Le nouvel ordre social et politique voulu par le peuple
Le gouvernement provisoire de Monsieur Mohamed Ghannouchi et  les partis  politiques de  l’opposition qui en faisaient partie voulaient organiser des élections  présidentielles  d’abord. La question de la révision de la Constitution viendrait après.
Cette démarche, si elle aboutissait, aurait toutes les chances de nous ramener un  Ben Ali bis. Le peuple n’est pas  dupe. C’est pourquoi il demande, d’abord, la formation d’une Assemblée constituante qui  aura  pour tâche de définir le nouveau régime politique. Cette  proposition semble, aujourd’hui, recueillir  l’adhésion de tous ceux qui ont exprimé leurs opinions  sur les journaux ou sur les plateaux de télévision (anciens ministres, universitaires, journalistes, etc). Mais ces opinions ont toutes les qualités sauf l’essentiel, à savoir  qu’elles n’indiquent pas comment former cette Assemblée constituante et,  pire encore, elles demandent soit au gouvernement provisoire soit  au président de la République de convoquer cette assemblée, alors même  que le Code électoral n’est pas encore modifié ; sans parler  de la  non-habilitation  du président de la République par intérim pour convoquer une  Assemblée constituante, pour les  raisons  que je viens d’évoquer (un Parlement caduc  ne peut valablement   déléguer le pouvoir législatif qu’il a perdu)   et parce que, de toute manière, la délégation faite au  président de la République par intérim  par la loi n°2011 du 9 févier 2011 ne comporte pas le pouvoir de convoquer une Assemblée constituante, un tel pouvoir étant, du reste, implicitement mais nécessairement interdit par l’article 57 de la Constitution.

Comment faire ?
La solution est simple comme l’œuf de Colomb. Il suffit  d’y penser et il fallait y penser dès  le jour de la fuite de Ben Ali, mais on n’y avait pas pensé ou on ne voulait pas y penser. La voici, la solution :
Le peuple  révolutionnaire souverain , après une large consultation de toutes  ses composantes  réunies, s’il le faut en congrès, mais pas nécessairement,  désignera  par consensus,  dans les plus brefs délais,  une assemblée qu’on pourra appeler Assemblée nationale  révolutionnaire, pour éviter l’appellation de Conseil de la Révolution,  généralement utilisée par les auteurs de coups d’Etat . Les tâches qui seront assignées à cette assemblée seront les suivantes :
Désigner un gouvernement provisoire qui ne sera responsable que devant elle  et sur lequel le président de la République par intérim (maintenu par consensus du peuple et ne tirant pas sa légitimité de l’article 57 de la défunte Constitution) n’aura aucun pouvoir;
Exercer le pouvoir législatif et, pour commencer, voter la loi modifiant le Code électoral ;
Une  fois le nouveau Code électoral adopté, organiser des élections pour la désignation d’une Assemblée constituante, en spécifiant  que cette assemblée cumulera le pouvoir législatif et le pouvoir constituant;
Une fois l’Assemblée constituante réunie, l’Assemblée nationale révolutionnaire  se séparera, autrement  dit se dissoudra.

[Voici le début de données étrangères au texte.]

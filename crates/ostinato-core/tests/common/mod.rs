#![allow(dead_code)]

use ostinato_ports::engine::{EngineError, EngineSpec, SynthEngine};
use ostinato_ports::memory::MEMORY_MAP_SIZE;
use ostinato_ports::resample::{ResampleError, Resampler, ResamplerFactory, ResamplerSpec};
use ostinato_ports::sample::{NativeSliceMut, SampleFormat};
use ostinato_ports::types::Timestamp;
use parking_lot::Mutex;
use std::sync::Arc;

#[derive(Clone, Debug, PartialEq, Eq)]
pub enum EngineCall {
    Msg { msg: u32, timestamp: Timestamp },
    Sysex { data: Vec<u8>, timestamp: Timestamp },
    Render { frames: usize },
}

pub type CallLog = Arc<Mutex<Vec<EngineCall>>>;

/// Records every call; renders a deterministic ramp.
pub struct MockEngine {
    spec: EngineSpec,
    open: bool,
    fail_open: bool,
    rendered: u64,
    calls: CallLog,
    memory: Vec<u8>,
}

impl MockEngine {
    pub fn new(native_rate_hz: u32, sample_format: SampleFormat, max_block_frames: usize) -> (Self, CallLog) {
        let calls = CallLog::default();
        let engine = Self {
            spec: EngineSpec {
                native_rate_hz,
                sample_format,
                max_block_frames,
            },
            open: false,
            fail_open: false,
            rendered: 0,
            calls: calls.clone(),
            memory: default_memory(),
        };
        (engine, calls)
    }

    pub fn failing_open(mut self) -> Self {
        self.fail_open = true;
        self
    }
}

pub fn default_memory() -> Vec<u8> {
    (0..MEMORY_MAP_SIZE).map(|addr| (addr % 251) as u8).collect()
}

/// Left sample of native frame `n` as rendered by `MockEngine`.
pub fn ramp_left(n: u64) -> i16 {
    (n % 1000) as i16
}

pub fn ramp_right(n: u64) -> i16 {
    -((n % 1000) as i16)
}

impl SynthEngine for MockEngine {
    fn spec(&self) -> EngineSpec {
        self.spec
    }

    fn open(&mut self) -> Result<(), EngineError> {
        if self.fail_open {
            return Err(EngineError::RomUnavailable("control.rom".to_string()));
        }
        self.open = true;
        self.rendered = 0;
        self.memory = default_memory();
        Ok(())
    }

    fn close(&mut self) {
        self.open = false;
    }

    fn is_open(&self) -> bool {
        self.open
    }

    fn render(&mut self, out: NativeSliceMut<'_>) {
        let frames = out.frames();
        assert!(frames <= self.spec.max_block_frames, "render exceeded block cap");
        self.calls.lock().push(EngineCall::Render { frames });
        match out {
            NativeSliceMut::Int16(samples) => {
                for (i, frame) in samples.chunks_exact_mut(2).enumerate() {
                    let n = self.rendered + i as u64;
                    frame[0] = ramp_left(n);
                    frame[1] = ramp_right(n);
                }
            }
            NativeSliceMut::Float32(samples) => {
                for (i, frame) in samples.chunks_exact_mut(2).enumerate() {
                    let n = self.rendered + i as u64;
                    frame[0] = f32::from(ramp_left(n)) / 1000.0;
                    frame[1] = f32::from(ramp_right(n)) / 1000.0;
                }
            }
        }
        self.rendered += frames as u64;
    }

    fn play_msg(&mut self, msg: u32, timestamp: Timestamp) -> bool {
        self.calls.lock().push(EngineCall::Msg { msg, timestamp });
        true
    }

    fn play_sysex(&mut self, data: &[u8], timestamp: Timestamp) -> bool {
        self.calls.lock().push(EngineCall::Sysex {
            data: data.to_vec(),
            timestamp,
        });
        true
    }

    fn read_memory(&self, address: u32, out: &mut [u8]) {
        let start = (address as usize).min(self.memory.len());
        let end = (start + out.len()).min(self.memory.len());
        out[..end - start].copy_from_slice(&self.memory[start..end]);
    }

    fn write_memory(&mut self, address: u32, data: &[u8]) {
        let start = (address as usize).min(self.memory.len());
        let end = (start + data.len()).min(self.memory.len());
        self.memory[start..end].copy_from_slice(&data[..end - start]);
    }
}

pub fn render_frames(calls: &CallLog) -> Vec<usize> {
    calls
        .lock()
        .iter()
        .filter_map(|call| match call {
            EngineCall::Render { frames } => Some(*frames),
            _ => None,
        })
        .collect()
}

/// Nearest-sample resampler with a fixed output chunk.
pub struct FakeResampler {
    input_frames: usize,
    output_frames: usize,
}

impl FakeResampler {
    pub fn new(spec: ResamplerSpec, output_frames: usize) -> Self {
        let input_frames = ((output_frames as f64) / spec.output_per_input()).round() as usize;
        Self {
            input_frames: input_frames.max(1),
            output_frames,
        }
    }
}

impl Resampler for FakeResampler {
    fn input_frames_next(&self) -> usize {
        self.input_frames
    }

    fn input_frames_max(&self) -> usize {
        self.input_frames
    }

    fn output_frames_max(&self) -> usize {
        self.output_frames
    }

    fn process(&mut self, input: [&[f32]; 2], output: [&mut [f32]; 2]) -> Result<usize, ResampleError> {
        let [out_l, out_r] = output;
        for i in 0..self.output_frames {
            let src = i * self.input_frames / self.output_frames;
            out_l[i] = input[0][src];
            out_r[i] = input[1][src];
        }
        Ok(self.output_frames)
    }

    fn reset(&mut self) -> Result<(), ResampleError> {
        Ok(())
    }
}

pub struct FakeFactory {
    pub output_frames: usize,
}

impl ResamplerFactory for FakeFactory {
    fn create(&self, spec: ResamplerSpec) -> Result<Box<dyn Resampler>, ResampleError> {
        Ok(Box::new(FakeResampler::new(spec, self.output_frames)))
    }
}

pub struct FailingFactory;

impl ResamplerFactory for FailingFactory {
    fn create(&self, _spec: ResamplerSpec) -> Result<Box<dyn Resampler>, ResampleError> {
        Err(ResampleError::Construction("unsupported ratio".to_string()))
    }
}

/// Scripted fault injection around `FakeResampler`.
pub struct FlakyResampler {
    pub inner: FakeResampler,
    /// Process calls (1-based) that fail.
    pub fail_on: Vec<usize>,
    pub reset_fails: bool,
    pub calls: usize,
    pub resets: Arc<Mutex<usize>>,
}

impl Resampler for FlakyResampler {
    fn input_frames_next(&self) -> usize {
        self.inner.input_frames_next()
    }

    fn input_frames_max(&self) -> usize {
        self.inner.input_frames_max()
    }

    fn output_frames_max(&self) -> usize {
        self.inner.output_frames_max()
    }

    fn process(&mut self, input: [&[f32]; 2], output: [&mut [f32]; 2]) -> Result<usize, ResampleError> {
        self.calls += 1;
        if self.fail_on.contains(&self.calls) {
            return Err(ResampleError::Process("injected"));
        }
        self.inner.process(input, output)
    }

    fn reset(&mut self) -> Result<(), ResampleError> {
        *self.resets.lock() += 1;
        if self.reset_fails {
            Err(ResampleError::Reset("injected"))
        } else {
            Ok(())
        }
    }
}

/// Builds `FlakyResampler`s over a 16-frame `FakeResampler`.
pub struct FlakyFactory {
    pub fail_on: Vec<usize>,
    pub reset_fails: bool,
}

impl ResamplerFactory for FlakyFactory {
    fn create(&self, spec: ResamplerSpec) -> Result<Box<dyn Resampler>, ResampleError> {
        Ok(Box::new(FlakyResampler {
            inner: FakeResampler::new(spec, 16),
            fail_on: self.fail_on.clone(),
            reset_fails: self.reset_fails,
            calls: 0,
            resets: Arc::default(),
        }))
    }
}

L’Assemblée constituante exercera, alors, le pouvoir législatif, tout en   préparant  le projet de la nouvelle Constitution.

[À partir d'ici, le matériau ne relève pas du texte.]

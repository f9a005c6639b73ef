use serde::{Deserialize, Serialize};

#[derive(thiserror::Error, Debug)]
pub enum ResampleError {
    #[error("resampler construction failed: {0}")]
    Construction(String),
    #[error("resampler processing failed: {0}")]
    Process(&'static str),
    #[error("resampler reset failed: {0}")]
    Reset(&'static str),
}

impl ResampleError {
    /// Static description, usable where formatting would allocate.
    pub fn fault(&self) -> &'static str {
        match self {
            ResampleError::Construction(_) => "resampler construction failed",
            ResampleError::Process(reason) | ResampleError::Reset(reason) => reason,
        }
    }
}

#[derive(Clone, Copy, Debug, Default, PartialEq, Eq, Serialize, Deserialize)]
pub enum ResamplerQuality {
    #[default]
    Fastest,
    Balanced,
    Best,
}

/// Parameters for building a stereo streaming resampler.
#[derive(Clone, Copy, Debug, PartialEq, Serialize, Deserialize)]
pub struct ResamplerSpec {
    pub input_rate_hz: f64,
    pub output_rate_hz: f64,
    pub quality: ResamplerQuality,
    /// Upper bound on frames produced by one `process` call.
    pub max_output_frames: usize,
}

impl ResamplerSpec {
    pub fn output_per_input(&self) -> f64 {
        self.output_rate_hz / self.input_rate_hz
    }
}

/// Streaming two-channel resampler over f32 samples.
///
/// All buffers are sized at construction; `process` and `reset` are called
/// from the audio thread.
pub trait Resampler: Send {
    /// Frames the next `process` call consumes from each input channel.
    fn input_frames_next(&self) -> usize;
    /// Upper bound of `input_frames_next` over the resampler's lifetime.
    fn input_frames_max(&self) -> usize;
    /// Upper bound of frames produced by a single `process` call.
    fn output_frames_max(&self) -> usize;

    /// Consumes exactly `input_frames_next()` frames per channel and returns
    /// the number of frames written to each output channel.
    fn process(&mut self, input: [&[f32]; 2], output: [&mut [f32]; 2]) -> Result<usize, ResampleError>;

    /// Drops internal history and starts a fresh stream.
    fn reset(&mut self) -> Result<(), ResampleError>;
}

pub trait ResamplerFactory: Send + Sync {
    fn create(&self, spec: ResamplerSpec) -> Result<Box<dyn Resampler>, ResampleError>;
}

Une fois le projet de la nouvelle Constitution  établi, il sera soumis pour adoption soit au vote de l’Assemblée constituante, soit au référendum.
Après l’adoption de la nouvelle Constitution, l’Assemblée constituante continuera à siéger jusqu’à la réunion du Parlement dont elle aura organisé l’élection en même temps que celle du président  de la République, s’il est décidé qu’il sera élu au suffrage universel.
Une fois  le Parlement réuni, l’Assemblée constituante se dissout.
Et tout rentrera dans l’ordre, le nouvel ordre, bien entendu.